Dari empat tumpukan kartu, pemain memilih 100 kartu total, masing-masing sesuai dengan hadiah uang tunai atau hukuman (kartu yang menghabiskan persediaan uang tunai). Ada dua "deck bagus" yang menjanjikan kemenangan konsisten, tetapi tidak besar hadiah; dengan kata lain, Anda akan selalu menghasilkan uang di akhir tugas tetapi tidak banyak. Ada juga dua "deck buruk," yang menawarkan pembayaran besar tetapi hukuman yang lebih berat. Mudah kehilangan uang dengan deck-deck itu.

Membandingkan hasil dari tugas dan BFAS, Meshi menemukan bahwa orang yang menggunakan media sosial naik ke tingkat "berlebihan atau bermasalah" berkinerja lebih buruk pada tugas secara keseluruhan karena mereka secara konsisten memilih kartu berisiko dari "geladak" dengan harapan dapat diuangkan pada hadiah besar.

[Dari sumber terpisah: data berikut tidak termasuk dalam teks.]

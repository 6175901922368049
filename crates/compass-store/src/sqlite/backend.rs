use std::collections::HashSet;
use std::sync::{Arc, Mutex};
use std::time::Duration;

use async_trait::async_trait;
use bson::Document;
use compass_query::{Filter, Query, Update};
use rusqlite::{Connection, OptionalExtension, params, params_from_iter};
use tracing::debug;

use super::translate::{self, Predicate};
use crate::backend::{BackendMode, CollectionConfig, DocumentBackend, validate_collection_name};
use crate::encoding::{from_json_text, to_json_text};
use crate::error::StoreError;
use crate::mutation::apply_and_stamp;
use crate::pipeline::apply_projection;
use crate::result::{DeleteResult, UpdateResult};

/// Documents emulated in SQLite: one table per collection with an `id`
/// column and the document as JSON text in `doc`.
///
/// The connection sits behind a mutex and every call runs on the blocking
/// pool. [`close`](DocumentBackend::close) drops the connection.
#[derive(Debug)]
pub struct SqliteBackend {
    conn: Arc<Mutex<Option<Connection>>>,
    ensured: Mutex<HashSet<String>>,
}

impl SqliteBackend {
    /// Open (or create) a database file. `":memory:"` opens a private
    /// in-memory database.
    pub async fn open(path: &str) -> Result<Self, StoreError> {
        let path = path.to_string();
        let conn = tokio::task::spawn_blocking(move || -> Result<Connection, StoreError> {
            let conn = if path == ":memory:" {
                Connection::open_in_memory()?
            } else {
                let conn = Connection::open(&path)?;
                let mode: String =
                    conn.query_row("PRAGMA journal_mode=WAL", [], |row| row.get(0))?;
                debug!(%path, journal_mode = %mode, "opened sqlite database");
                conn
            };
            conn.busy_timeout(Duration::from_secs(5))?;
            Ok(conn)
        })
        .await??;
        Ok(Self {
            conn: Arc::new(Mutex::new(Some(conn))),
            ensured: Mutex::new(HashSet::new()),
        })
    }

    pub async fn open_in_memory() -> Result<Self, StoreError> {
        Self::open(":memory:").await
    }

    /// Run `f` against the connection on the blocking pool.
    async fn with_conn<T, F>(&self, f: F) -> Result<T, StoreError>
    where
        T: Send + 'static,
        F: FnOnce(&mut Connection) -> Result<T, StoreError> + Send + 'static,
    {
        let conn = Arc::clone(&self.conn);
        tokio::task::spawn_blocking(move || {
            let mut guard = conn
                .lock()
                .map_err(|e| StoreError::Backend(format!("connection lock poisoned: {e}")))?;
            let conn = guard.as_mut().ok_or(StoreError::Unavailable)?;
            f(conn)
        })
        .await?
    }

    fn is_ensured(&self, name: &str) -> bool {
        self.ensured
            .lock()
            .map(|set| set.contains(name))
            .unwrap_or(false)
    }
}

fn table(name: &str) -> Result<String, StoreError> {
    validate_collection_name(name)?;
    Ok(format!("\"{name}\""))
}

fn select_sql(table: &str, predicate: &Option<Predicate>) -> String {
    let mut sql = format!("SELECT doc FROM {table}");
    if let Some(p) = predicate {
        sql.push_str(" WHERE ");
        sql.push_str(&p.sql);
    }
    sql
}

fn params_of(predicate: &Option<Predicate>) -> Vec<rusqlite::types::Value> {
    predicate.as_ref().map(|p| p.params.clone()).unwrap_or_default()
}

fn index_name(table: &str, field: &str) -> String {
    let suffix: String = field
        .chars()
        .map(|c| if c.is_ascii_alphanumeric() { c } else { '_' })
        .collect();
    format!("\"idx_{table}_{suffix}\"")
}

#[async_trait]
impl DocumentBackend for SqliteBackend {
    fn mode(&self) -> BackendMode {
        BackendMode::Relational
    }

    async fn ensure_collection(&self, config: &CollectionConfig) -> Result<(), StoreError> {
        if config.indexes.is_empty() && self.is_ensured(&config.name) {
            return Ok(());
        }
        let table = table(&config.name)?;
        let mut ddl = format!(
            "CREATE TABLE IF NOT EXISTS {table} (\
                id  TEXT PRIMARY KEY, \
                doc TEXT NOT NULL CHECK (json_valid(doc))\
            );"
        );
        for field in &config.indexes {
            ddl.push_str(&format!(
                "\nCREATE INDEX IF NOT EXISTS {} ON {table} ({});",
                index_name(&config.name, field),
                translate::column(field)?,
            ));
        }

        self.with_conn(move |conn| Ok(conn.execute_batch(&ddl)?)).await?;
        debug!(collection = %config.name, indexes = config.indexes.len(), "ensured table");
        if let Ok(mut set) = self.ensured.lock() {
            set.insert(config.name.clone());
        }
        Ok(())
    }

    async fn insert(&self, collection: &str, docs: Vec<Document>) -> Result<(), StoreError> {
        let table = table(collection)?;
        let rows = docs
            .iter()
            .map(|doc| -> Result<(String, String), StoreError> {
                let id = doc
                    .get_str(compass_query::ID_FIELD)
                    .map_err(|_| StoreError::InvalidIdentity("document has no string _id".into()))?;
                Ok((id.to_string(), to_json_text(doc)?))
            })
            .collect::<Result<Vec<_>, _>>()?;

        self.with_conn(move |conn| {
            let tx = conn.transaction()?;
            {
                let mut stmt = tx.prepare(&format!(
                    "INSERT INTO {table} (id, doc) VALUES (?1, ?2) \
                     ON CONFLICT(id) DO UPDATE SET doc = excluded.doc"
                ))?;
                for (id, doc) in &rows {
                    stmt.execute(params![id, doc])?;
                }
            }
            tx.commit()?;
            Ok(())
        })
        .await
    }

    async fn find(&self, collection: &str, query: &Query) -> Result<Vec<Document>, StoreError> {
        let table = table(collection)?;
        let predicate = translate::where_clause(&query.filter)?;
        let mut sql = select_sql(&table, &predicate);
        sql.push_str(&translate::order_by(query.sort.as_ref())?);
        if let Some(limit) = query.effective_limit() {
            sql.push_str(&format!(" LIMIT {limit}"));
        }
        let params = params_of(&predicate);

        let texts = self
            .with_conn(move |conn| {
                let mut stmt = conn.prepare(&sql)?;
                let rows = stmt
                    .query_map(params_from_iter(params.iter()), |row| row.get::<_, String>(0))?
                    .collect::<Result<Vec<_>, _>>()?;
                Ok(rows)
            })
            .await?;

        let mut docs = texts
            .iter()
            .map(|text| from_json_text(text))
            .collect::<Result<Vec<_>, _>>()?;
        if let Some(columns) = &query.projection {
            for doc in &mut docs {
                apply_projection(doc, columns);
            }
        }
        Ok(docs)
    }

    async fn count(&self, collection: &str, filter: &Filter) -> Result<u64, StoreError> {
        let table = table(collection)?;
        let predicate = translate::where_clause(filter)?;
        let mut sql = format!("SELECT COUNT(*) FROM {table}");
        if let Some(p) = &predicate {
            sql.push_str(" WHERE ");
            sql.push_str(&p.sql);
        }
        let params = params_of(&predicate);

        let count = self
            .with_conn(move |conn| {
                Ok(conn.query_row(&sql, params_from_iter(params.iter()), |row| {
                    row.get::<_, i64>(0)
                })?)
            })
            .await?;
        Ok(u64::try_from(count).unwrap_or(0))
    }

    async fn update_one(
        &self,
        collection: &str,
        filter: &Filter,
        update: &Update,
    ) -> Result<UpdateResult, StoreError> {
        let table = table(collection)?;
        let predicate = translate::where_clause(filter)?;
        let mut select = format!("SELECT id, doc FROM {table}");
        if let Some(p) = &predicate {
            select.push_str(" WHERE ");
            select.push_str(&p.sql);
        }
        select.push_str(" ORDER BY rowid LIMIT 1");
        let params = params_of(&predicate);
        let update = update.clone();

        // Read, modify in process, write back. Not atomic across the two
        // statements; concurrent writers to one document can lose updates.
        self.with_conn(move |conn| {
            let row = conn
                .query_row(&select, params_from_iter(params.iter()), |row| {
                    Ok((row.get::<_, String>(0)?, row.get::<_, String>(1)?))
                })
                .optional()?;
            let Some((id, text)) = row else {
                return Ok(UpdateResult::default());
            };

            let mut doc = from_json_text(&text)?;
            if !apply_and_stamp(&mut doc, &update)? {
                return Ok(UpdateResult {
                    matched_count: 1,
                    modified_count: 0,
                });
            }
            let modified = conn.execute(
                &format!("UPDATE {table} SET doc = ?1 WHERE id = ?2"),
                params![to_json_text(&doc)?, id],
            )?;
            Ok(UpdateResult {
                matched_count: 1,
                modified_count: modified as u64,
            })
        })
        .await
    }

    async fn delete(
        &self,
        collection: &str,
        filter: &Filter,
        many: bool,
    ) -> Result<DeleteResult, StoreError> {
        let table = table(collection)?;
        let predicate = translate::where_clause(filter)?;
        let condition = predicate.as_ref().map(|p| p.sql.as_str()).unwrap_or("1");
        let sql = if many {
            format!("DELETE FROM {table} WHERE {condition}")
        } else {
            format!(
                "DELETE FROM {table} WHERE id = \
                 (SELECT id FROM {table} WHERE {condition} ORDER BY rowid LIMIT 1)"
            )
        };
        let params = params_of(&predicate);

        let deleted = self
            .with_conn(move |conn| Ok(conn.execute(&sql, params_from_iter(params.iter()))?))
            .await?;
        Ok(DeleteResult {
            deleted_count: deleted as u64,
        })
    }

    async fn ping(&self) -> bool {
        self.with_conn(|conn| Ok(conn.query_row("SELECT 1", [], |row| row.get::<_, i64>(0))?))
            .await
            .is_ok()
    }

    async fn close(&self) {
        let conn = Arc::clone(&self.conn);
        let closed = tokio::task::spawn_blocking(move || {
            let taken = conn.lock().ok().and_then(|mut guard| guard.take());
            if let Some(conn) = taken {
                if let Err((_, e)) = conn.close() {
                    tracing::warn!(error = %e, "sqlite close failed");
                }
            }
        })
        .await;
        if let Err(e) = closed {
            tracing::warn!(error = %e, "sqlite close task failed");
        }
        if let Ok(mut set) = self.ensured.lock() {
            set.clear();
        }
    }
}
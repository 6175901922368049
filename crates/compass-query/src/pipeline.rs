use bson::{Bson, Document, doc};
use serde::{Deserialize, Serialize};

use crate::filter::Filter;
use crate::parse_filter::parse_filter;

/// Bucket used for documents that lack the grouping field.
pub const UNKNOWN_GROUP: &str = "Unknown";

/// How a single output field of a group is summed.
#[derive(Debug, Clone, PartialEq, Serialize, Deserialize)]
#[serde(rename_all = "snake_case")]
pub enum Accumulator {
    /// Add one per document.
    Count,
    /// Add `then` when `field` equals `equals`, otherwise add `otherwise`.
    Conditional {
        field: String,
        equals: Bson,
        then: i64,
        otherwise: i64,
    },
}

#[derive(Debug, Clone, PartialEq, Serialize, Deserialize)]
pub struct GroupStage {
    /// Field whose value keys each group.
    pub key: String,
    /// Output field name and its accumulator, in output order.
    pub accumulators: Vec<(String, Accumulator)>,
}

/// The single aggregation shape the store supports: an optional match
/// followed by one group stage.
#[derive(Debug, Clone, PartialEq, Serialize, Deserialize)]
pub struct Pipeline {
    pub filter: Filter,
    pub group: GroupStage,
}

impl Pipeline {
    pub fn group_by(key: impl Into<String>) -> Self {
        Self {
            filter: Filter::all(),
            group: GroupStage {
                key: key.into(),
                accumulators: Vec::new(),
            },
        }
    }

    pub fn matching(mut self, filter: Filter) -> Self {
        self.filter = filter;
        self
    }

    pub fn count(mut self, output: impl Into<String>) -> Self {
        self.group.accumulators.push((output.into(), Accumulator::Count));
        self
    }

    pub fn count_if(
        mut self,
        output: impl Into<String>,
        field: impl Into<String>,
        equals: impl Into<Bson>,
    ) -> Self {
        self.group.accumulators.push((
            output.into(),
            Accumulator::Conditional {
                field: field.into(),
                equals: equals.into(),
                then: 1,
                otherwise: 0,
            },
        ));
        self
    }

    /// Render the native pipeline stages.
    pub fn to_documents(&self) -> Vec<Document> {
        let mut group = doc! {
            "_id": { "$ifNull": [format!("${}", self.group.key), UNKNOWN_GROUP] },
        };
        for (name, acc) in &self.group.accumulators {
            let sum = match acc {
                Accumulator::Count => doc! { "$sum": 1 },
                Accumulator::Conditional {
                    field,
                    equals,
                    then,
                    otherwise,
                } => doc! {
                    "$sum": {
                        "$cond": [
                            { "$eq": [format!("${field}"), equals.clone()] },
                            *then,
                            *otherwise,
                        ]
                    }
                },
            };
            group.insert(name.clone(), sum);
        }

        let mut stages = Vec::with_capacity(2);
        if !self.filter.is_all() {
            stages.push(doc! { "$match": self.filter.to_document() });
        }
        stages.push(doc! { "$group": group });
        stages
    }
}

/// Parse error for aggregation pipelines.
#[derive(Debug, Clone, PartialEq)]
pub struct PipelineParseError(pub String);

impl std::fmt::Display for PipelineParseError {
    fn fmt(&self, f: &mut std::fmt::Formatter<'_>) -> std::fmt::Result {
        write!(f, "pipeline parse error: {}", self.0)
    }
}

impl std::error::Error for PipelineParseError {}

/// Parse pipeline stages into a [`Pipeline`].
///
/// Accepts an optional `$match` followed by exactly one `$group` whose `_id`
/// is a `"$field"` reference and whose accumulators are `{ "$sum": 1 }` or
/// `{ "$sum": { "$cond": [{ "$eq": ["$field", value] }, then, otherwise] } }`.
/// Every other stage or expression is rejected.
pub fn parse_pipeline(stages: &[Document]) -> Result<Pipeline, PipelineParseError> {
    let mut filter = Filter::all();
    let mut group = None;

    for stage in stages {
        if stage.len() != 1 {
            return Err(PipelineParseError("each stage must have exactly one key".into()));
        }
        let (name, body) = match stage.iter().next() {
            Some(entry) => entry,
            None => return Err(PipelineParseError("empty stage".into())),
        };
        let body = match body {
            Bson::Document(d) => d,
            _ => return Err(PipelineParseError(format!("{name} body must be a document"))),
        };
        match name.as_str() {
            "$match" if group.is_none() => {
                let parsed = parse_filter(body).map_err(|e| PipelineParseError(e.0))?;
                filter = if filter.is_all() { parsed } else { filter.and(parsed) };
            }
            "$match" => {
                return Err(PipelineParseError("$match after $group is not supported".into()));
            }
            "$group" if group.is_none() => group = Some(parse_group(body)?),
            "$group" => return Err(PipelineParseError("only one $group stage is supported".into())),
            other => return Err(PipelineParseError(format!("unsupported stage: {other}"))),
        }
    }

    let group = group.ok_or_else(|| PipelineParseError("missing $group stage".into()))?;
    Ok(Pipeline { filter, group })
}

fn field_ref(value: &Bson) -> Option<&str> {
    match value {
        Bson::String(s) => s.strip_prefix('$').filter(|f| !f.is_empty()),
        _ => None,
    }
}

fn parse_group(body: &Document) -> Result<GroupStage, PipelineParseError> {
    let key = body
        .get("_id")
        .and_then(field_ref)
        .ok_or_else(|| PipelineParseError("$group _id must be a \"$field\" reference".into()))?
        .to_string();

    let mut accumulators = Vec::new();
    for (name, spec) in body {
        if name == "_id" {
            continue;
        }
        let sum = match spec {
            Bson::Document(d) if d.len() == 1 => d.get("$sum"),
            _ => None,
        }
        .ok_or_else(|| {
            PipelineParseError(format!("{name}: only $sum accumulators are supported"))
        })?;
        accumulators.push((name.clone(), parse_sum(name, sum)?));
    }

    Ok(GroupStage { key, accumulators })
}

fn as_quantity(value: &Bson) -> Option<i64> {
    match value {
        Bson::Int32(n) => Some(i64::from(*n)),
        Bson::Int64(n) => Some(*n),
        Bson::Double(n) if n.fract() == 0.0 => Some(*n as i64),
        _ => None,
    }
}

fn parse_sum(name: &str, sum: &Bson) -> Result<Accumulator, PipelineParseError> {
    if as_quantity(sum) == Some(1) {
        return Ok(Accumulator::Count);
    }

    let cond = match sum {
        Bson::Document(d) if d.len() == 1 => d.get_array("$cond").ok(),
        _ => None,
    }
    .ok_or_else(|| {
        PipelineParseError(format!("{name}: $sum must be 1 or a $cond expression"))
    })?;

    let [test, then, otherwise] = cond.as_slice() else {
        return Err(PipelineParseError(format!("{name}: $cond takes three arguments")));
    };

    let operands = match test {
        Bson::Document(d) if d.len() == 1 => d.get_array("$eq").ok(),
        _ => None,
    }
    .ok_or_else(|| PipelineParseError(format!("{name}: $cond test must be an $eq expression")))?;

    let [lhs, equals] = operands.as_slice() else {
        return Err(PipelineParseError(format!("{name}: $eq takes two arguments")));
    };
    let field = field_ref(lhs)
        .ok_or_else(|| PipelineParseError(format!("{name}: $eq must compare a \"$field\"")))?;

    let then = as_quantity(then)
        .ok_or_else(|| PipelineParseError(format!("{name}: $cond branches must be integers")))?;
    let otherwise = as_quantity(otherwise)
        .ok_or_else(|| PipelineParseError(format!("{name}: $cond branches must be integers")))?;

    Ok(Accumulator::Conditional {
        field: field.to_string(),
        equals: equals.clone(),
        then,
        otherwise,
    })
}
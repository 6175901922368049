mod common;
use common::*;

use bson::oid::ObjectId;
use bson::{Bson, doc};
use compass_store::Filter;

#[tokio::test]
async fn insert_assigns_fresh_identity() {
    for (backend, db) in databases().await {
        let coll = collection(&db, "users").await;
        let doc = doc! { "email": "x@y.com" };

        let first = coll.insert_one(doc.clone()).await.unwrap().inserted_id;
        let second = coll.insert_one(doc).await.unwrap().inserted_id;

        assert_eq!(first.len(), 24, "{backend}");
        assert!(first.chars().all(|c| c.is_ascii_hexdigit()), "{backend}");
        assert_ne!(first, second, "{backend}");
        assert_eq!(coll.count_documents(doc! {}).await.unwrap(), 2, "{backend}");
    }
}

#[tokio::test]
async fn explicit_identity_is_kept_and_upserted() {
    for (backend, db) in databases().await {
        let coll = collection(&db, "users").await;
        let id = coll
            .insert_one(doc! { "_id": "u-1", "name": "Asha" })
            .await
            .unwrap()
            .inserted_id;
        assert_eq!(id, "u-1", "{backend}");

        coll.insert_one(doc! { "_id": "u-1", "name": "Asha K" }).await.unwrap();
        assert_eq!(coll.count_documents(doc! {}).await.unwrap(), 1, "{backend}");
        let stored = coll.find_one(doc! { "_id": "u-1" }).await.unwrap().unwrap();
        assert_eq!(stored.get_str("name").unwrap(), "Asha K", "{backend}");
    }
}

#[tokio::test]
async fn object_id_identity_is_stored_as_hex() {
    for (backend, db) in databases().await {
        let coll = collection(&db, "users").await;
        let oid = ObjectId::new();
        let id = coll.insert_one(doc! { "_id": oid }).await.unwrap().inserted_id;
        assert_eq!(id, oid.to_hex(), "{backend}");

        // Lookups by either form find it.
        assert!(coll.find_one(doc! { "_id": oid }).await.unwrap().is_some(), "{backend}");
        assert!(coll.find_one(doc! { "_id": oid.to_hex() }).await.unwrap().is_some(), "{backend}");
    }
}

#[tokio::test]
async fn plain_documents_round_trip() {
    for (backend, db) in databases().await {
        let coll = collection(&db, "profiles").await;
        let original = doc! {
            "_id": "p-1",
            "name": "Ravi",
            "year": 3,
            "cgpa": 8.25,
            "placed": false,
            "mentor": Bson::Null,
            "skills": ["rust", "sql"],
            "address": { "city": "Chennai", "geo": { "lat": 13.08, "lng": 80.27 } },
        };
        coll.insert_one(original.clone()).await.unwrap();
        let stored = coll.find_one(Filter::eq("_id", "p-1")).await.unwrap().unwrap();
        assert_eq!(stored, original, "{backend}");
    }
}

#[tokio::test]
async fn insert_many_reports_ids_in_order() {
    for (backend, db) in databases().await {
        let coll = collection(&db, COLLECTION).await;
        let result = coll.insert_many(seed_docs()).await.unwrap();
        assert_eq!(
            result.inserted_ids,
            ["acct-1", "acct-2", "acct-3", "acct-4", "acct-5"],
            "{backend}"
        );
        assert!(coll.insert_many(Vec::new()).await.unwrap().inserted_ids.is_empty());
    }
}

#[tokio::test]
async fn structured_identity_is_rejected() {
    for (backend, db) in databases().await {
        let coll = collection(&db, "users").await;
        let err = coll.insert_one(doc! { "_id": { "a": 1 } }).await.unwrap_err();
        assert!(
            matches!(err, compass_store::StoreError::InvalidIdentity(_)),
            "{backend}: {err}"
        );
    }
}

“Kami Melihat Hal Yang Sama Persis”

“Ketika Anda membandingkan pecandu narkoba dengan orang sehat, tidak peduli apa bahannya - itu telah ditunjukkan dengan kokain, penggunaan ganja, amfetamin, ekstasi - semua orang ini memilih geladak yang buruk lebih dari geladak yang baik. Kami melihat hal yang persis sama dengan orang-orang dengan penggunaan media sosial yang berlebihan. ”

Ini tidak berarti bahwa penggunaan media sosial naik ke tingkat penuh "kecanduan" - Meshi berhati-hati untuk menghindari kata itu dalam studinya - tetapi itu memberikan bukti bahwa jenis pertimbangan mungkin ada di cakrawala.

DSM-5 membedakan antara gangguan penyalahgunaan zat dan gangguan penggunaan non-zat (juga kadang-kadang disebut kecanduan perilaku). Saat ini, judi adalah satu-satunya gangguan dalam kategori kecanduan perilaku, tetapi yang lain mendapatkan daya tarik. Sebagai contoh, setidaknya DSM-5 menyebutkan "gangguan permainan internet," dan pada bulan Juni, Organisasi Kesehatan Dunia menambahkan gangguan permainan video ke edisi ke 11 WHO's International Classification of Diseases. Namun, beberapa psikolog mengkritik langkah itu sebagai "prematur."

Para ilmuwan masih memiliki jalan panjang dalam hal mengklasifikasikan penggunaan media sosial yang bermasalah sebagai gangguan penggunaan zat yang bonafid, tetapi tubuh bukti terus berkembang. Jika game internet cukup untuk dianggap sebagai gangguan penggunaan perilaku, penggunaan media sosial bisa sangat mengikuti.

"Saya ingin melakukan lebih banyak riset," tambah Meshi. “Ini benar-benar pertama kalinya paradigma perilaku ini dilakukan dengan pengguna media sosial. Saya tidak mengatakan ini adalah kecanduan, tetapi saya ingin memahami apakah itu kecanduan atau bukan. Kami baru saja di awal."